Hundreds of similar phishing emails were being sent to American political targets, including an identical email sent on March 19 to Mr. Podesta, chairman of the Clinton campaign. Given how many emails Mr. Podesta received through this personal email account, several aides also had access to it, and one of them noticed the warning email, sending it to a computer technician to make sure it was legitimate before anyone clicked on the “change password” button.

“This is a legitimate email,” Charles Delavan, a Clinton campaign aide, replied to another of Mr. Podesta’s aides, who had noticed the alert. “John needs to change his password immediately.”

With another click, a decade of emails that Mr. Podesta maintained in his Gmail account — a total of about 60,000 — were unlocked for the Russian hackers. Mr. Delavan, in an interview, said that his bad advice was a result of a typo: He knew this was a phishing attack, as the campaign was getting dozens of them. He said he had meant to type that it was an “illegitimate” email, an error that he said has plagued him ever since.

During this second wave, the hackers also gained access to the Democratic Congressional Campaign Committee, and then, through a virtual private network connection, to the main computer network of the D.N.C.

The F.B.I. observed this surge of activity as well, again reaching out to Mr. Tamene to warn him. Yet Mr. Tamene still saw no reason to be alarmed: He found copies of the phishing emails in the D.N.C.’s spam filter. But he had no reason, he said, to believe that the computer systems had been infiltrated.

One bit of progress had finally been made by the middle of April: The D.N.C., seven months after it had first been warned, finally installed a “robust set of monitoring tools,” Mr. Tamene’s internal memo says.

Honing Stealthy Tactics

The United States had two decades of warning that Russia’s intelligence agencies were trying to break into America’s most sensitive computer networks. But the Russians have always managed to stay a step ahead.

Their first major attack was detected on Oct. 7, 1996, when a computer operator at the Colorado School of Mines discovered some nighttime computer activity he could not explain. The school had a major contract with the Navy, and the operator warned his contacts there. But as happened two decades later at the D.N.C., at first “everyone was unable to connect the dots,” said Thomas Rid, a scholar at King’s College in London who has studied the attack.
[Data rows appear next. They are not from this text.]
use atrea_duplex_tools::commands;
use clap::Parser as _;
use std::process::ExitCode;
use tracing_subscriber::{layer::SubscriberExt as _, util::SubscriberInitExt as _};

/// Inspect and control Atrea Duplex ventilation units.
#[derive(clap::Parser)]
#[clap(version, about, author)]
enum Command {
    Registers(commands::registers::Args),
    Status(commands::status::Args),
    Watch(commands::watch::Args),
    Set(commands::set::Args),
}

fn finish<E: std::error::Error>(outcome: Result<(), E>) -> ExitCode {
    let Err(error) = outcome else {
        return ExitCode::SUCCESS;
    };
    eprintln!("error: {error}");
    let mut source = error.source();
    while let Some(cause) = source {
        eprintln!("  caused by: {cause}");
        source = cause.source();
    }
    ExitCode::FAILURE
}

fn init_tracing() {
    let description =
        std::env::var("ATREA_TOOLS_LOG").unwrap_or_else(|_| "info".to_string());
    let filter = description
        .parse::<tracing_subscriber::filter::targets::Targets>()
        .expect("ATREA_TOOLS_LOG must be a valid tracing filter");
    tracing_subscriber::registry()
        .with(tracing_subscriber::fmt::layer().with_writer(std::io::stderr))
        .with(filter)
        .init();
}

fn main() -> ExitCode {
    init_tracing();
    match Command::parse() {
        Command::Registers(args) => finish(commands::registers::run(args)),
        Command::Status(args) => finish(commands::status::run(args)),
        Command::Watch(args) => finish(commands::watch::run(args)),
        Command::Set(args) => finish(commands::set::run(args)),
    }
}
Investigators gave it a name — Moonlight Maze — and spent two years, often working day and night, tracing how it hopped from the Navy to the Department of Energy to the Air Force and NASA. In the end, they concluded that the total number of files stolen, if printed and stacked, would be taller than the Washington Monument.

Whole weapons designs were flowing out the door, and it was a first taste of what was to come: an escalating campaign of cyberattacks around the world.

But for years, the Russians stayed largely out of the headlines, thanks to the Chinese — who took bigger risks, and often got caught. They stole the designs for the F-35 fighter jet, corporate secrets for rolling steel, even the blueprints for gas pipelines that supply much of the United States. And during the 2008 presidential election cycle, Chinese intelligence hacked into the campaigns of Mr. Obama and Mr. Mc Cain, making off with internal position papers and communications. But they didn’t publish any of it.

The Russians had not gone away, of course. “They were just a lot more stealthy,” said Kevin Mandia, a former Air Force intelligence officer who spent most of his days fighting off Russian cyberattacks before founding Mandiant, a cybersecurity firm that is now a division of Fire Eye — and the company the Clinton campaign brought in to secure its own systems.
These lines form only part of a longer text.